Required work:
Scan the entries that follow and copy out every line containing "FrameTooLarge".

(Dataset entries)
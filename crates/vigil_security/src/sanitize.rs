//! Frame-level validation and free-text sanitization (spec.md §4.2).
//!
//! Every incoming frame is rejected before dispatch if it is too large, too
//! deeply nested, not valid UTF-8, or not a well-formed JSON-RPC 2.0
//! request. String parameters declared free-text are sanitized: control
//! characters and null bytes are stripped, and SQL-style keywords,
//! `<script>` tags, `javascript:` URLs, and `../` path traversal sequences
//! are removed.

use crate::error::SecurityError;
use once_cell::sync::Lazy;
use regex::Regex;
use serde_json::Value;

#[derive(Debug, Clone, Copy)]
pub struct FrameLimits {
    pub max_bytes: usize,
    pub max_depth: usize,
}

impl Default for FrameLimits {
    fn default() -> Self {
        Self {
            max_bytes: 10 * 1024 * 1024,
            max_depth: 100,
        }
    }
}

/// Validate a raw frame per spec.md §4.2, returning the parsed JSON-RPC
/// request value on success. No tool handler is invoked if this fails.
pub fn validate_frame(raw: &[u8], limits: FrameLimits) -> Result<Value, SecurityError> {
    if raw.len() > limits.max_bytes {
        return Err(SecurityError::FrameTooLarge {
            actual: raw.len(),
            max: limits.max_bytes,
        });
    }

    let text = std::str::from_utf8(raw).map_err(|_| SecurityError::InvalidUtf8)?;

    let value: Value = serde_json::from_str(text)
        .map_err(|e| SecurityError::InvalidJsonRpc(format!("invalid JSON: {e}")))?;

    let depth = json_depth(&value);
    if depth > limits.max_depth {
        return Err(SecurityError::NestingTooDeep {
            actual: depth,
            max: limits.max_depth,
        });
    }

    validate_jsonrpc_shape(&value)?;

    Ok(value)
}

fn validate_jsonrpc_shape(value: &Value) -> Result<(), SecurityError> {
    let obj = value
        .as_object()
        .ok_or_else(|| SecurityError::InvalidJsonRpc("request must be a JSON object".into()))?;

    match obj.get("jsonrpc").and_then(Value::as_str) {
        Some("2.0") => {}
        _ => return Err(SecurityError::InvalidJsonRpc("missing or invalid jsonrpc version".into())),
    }

    if !obj.contains_key("method") || !obj.get("method").map(Value::is_string).unwrap_or(false) {
        return Err(SecurityError::InvalidJsonRpc("missing method".into()));
    }

    if let Some(id) = obj.get("id") {
        if !(id.is_number() || id.is_string() || id.is_null()) {
            return Err(SecurityError::InvalidJsonRpc("id must be a number, string, or null".into()));
        }
    }

    Ok(())
}

fn json_depth(value: &Value) -> usize {
    match value {
        Value::Object(map) => 1 + map.values().map(json_depth).max().unwrap_or(0),
        Value::Array(items) => 1 + items.iter().map(json_depth).max().unwrap_or(0),
        _ => 1,
    }
}

static CONTROL_CHARS: Lazy<Regex> = Lazy::new(|| Regex::new(r"[\x00-\x08\x0B\x0C\x0E-\x1F]").unwrap());
static SQL_KEYWORDS: Lazy<Regex> = Lazy::new(|| {
    Regex::new(r"(?i)\b(SELECT|INSERT|UPDATE|DELETE|DROP|UNION|EXEC|--|;--)\b").unwrap()
});
static SCRIPT_TAG: Lazy<Regex> = Lazy::new(|| Regex::new(r"(?i)<\s*script[^>]*>.*?<\s*/\s*script\s*>").unwrap());
static JAVASCRIPT_URL: Lazy<Regex> = Lazy::new(|| Regex::new(r"(?i)javascript:").unwrap());
static PATH_TRAVERSAL: Lazy<Regex> = Lazy::new(|| Regex::new(r"\.\./|\.\.\\\\").unwrap());

/// Sanitize a value declared free-text in a tool's schema (spec.md §4.2).
pub fn sanitize_text(input: &str) -> String {
    let stripped = CONTROL_CHARS.replace_all(input, "");
    let no_script = SCRIPT_TAG.replace_all(&stripped, "");
    let no_js_url = JAVASCRIPT_URL.replace_all(&no_script, "");
    let no_sql = SQL_KEYWORDS.replace_all(&no_js_url, "");
    let no_traversal = PATH_TRAVERSAL.replace_all(&no_sql, "");
    no_traversal.into_owned()
}

#[cfg(test)]
mod tests {
    use super::*;

    #[test]
    fn rejects_oversized_frame() {
        let limits = FrameLimits {
            max_bytes: 10,
            max_depth: 100,
        };
        let raw = br#"{"jsonrpc":"2.0","id":1,"method":"ping"}"#;
        assert!(matches!(
            validate_frame(raw, limits),
            Err(SecurityError::FrameTooLarge { .. })
        ));
    }

    #[test]
    fn rejects_invalid_utf8() {
        let raw = &[0xff, 0xfe, 0xfd];
        assert!(matches!(
            validate_frame(raw, FrameLimits::default()),
            Err(SecurityError::InvalidUtf8)
        ));
    }

    #[test]
    fn rejects_missing_jsonrpc_version() {
        let raw = br#"{"id":1,"method":"ping"}"#;
        assert!(matches!(
            validate_frame(raw, FrameLimits::default()),
            Err(SecurityError::InvalidJsonRpc(_))
        ));
    }

    #[test]
    fn rejects_excessive_nesting() {
        let mut nested = String::from("1");
        for _ in 0..150 {
            nested = format!("[{nested}]");
        }
        let raw = format!(r#"{{"jsonrpc":"2.0","id":1,"method":"ping","params":{nested}}}"#);
        assert!(matches!(
            validate_frame(raw.as_bytes(), FrameLimits::default()),
            Err(SecurityError::NestingTooDeep { .. })
        ));
    }

    #[test]
    fn accepts_well_formed_request() {
        let raw = br#"{"jsonrpc":"2.0","id":1,"method":"tools/list"}"#;
        assert!(validate_frame(raw, FrameLimits::default()).is_ok());
    }

    #[test]
    fn sanitize_strips_script_tags_and_control_chars() {
        let input = "hello\x00<script>alert(1)</script>world";
        let out = sanitize_text(input);
        assert!(!out.contains('\x00'));
        assert!(!out.to_lowercase().contains("<script"));
    }

    #[test]
    fn sanitize_strips_path_traversal() {
        let out = sanitize_text("../../etc/passwd");
        assert!(!out.contains(".."));
    }

    #[test]
    fn sanitize_strips_javascript_urls_and_sql_keywords() {
        let out = sanitize_text("javascript:alert(1); SELECT * FROM users");
        assert!(!out.to_lowercase().contains("javascript:"));
        assert!(!out.to_uppercase().contains("SELECT"));
    }
}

Output for this exercise:
        return Err(SecurityError::FrameTooLarge {
            Err(SecurityError::FrameTooLarge { .. })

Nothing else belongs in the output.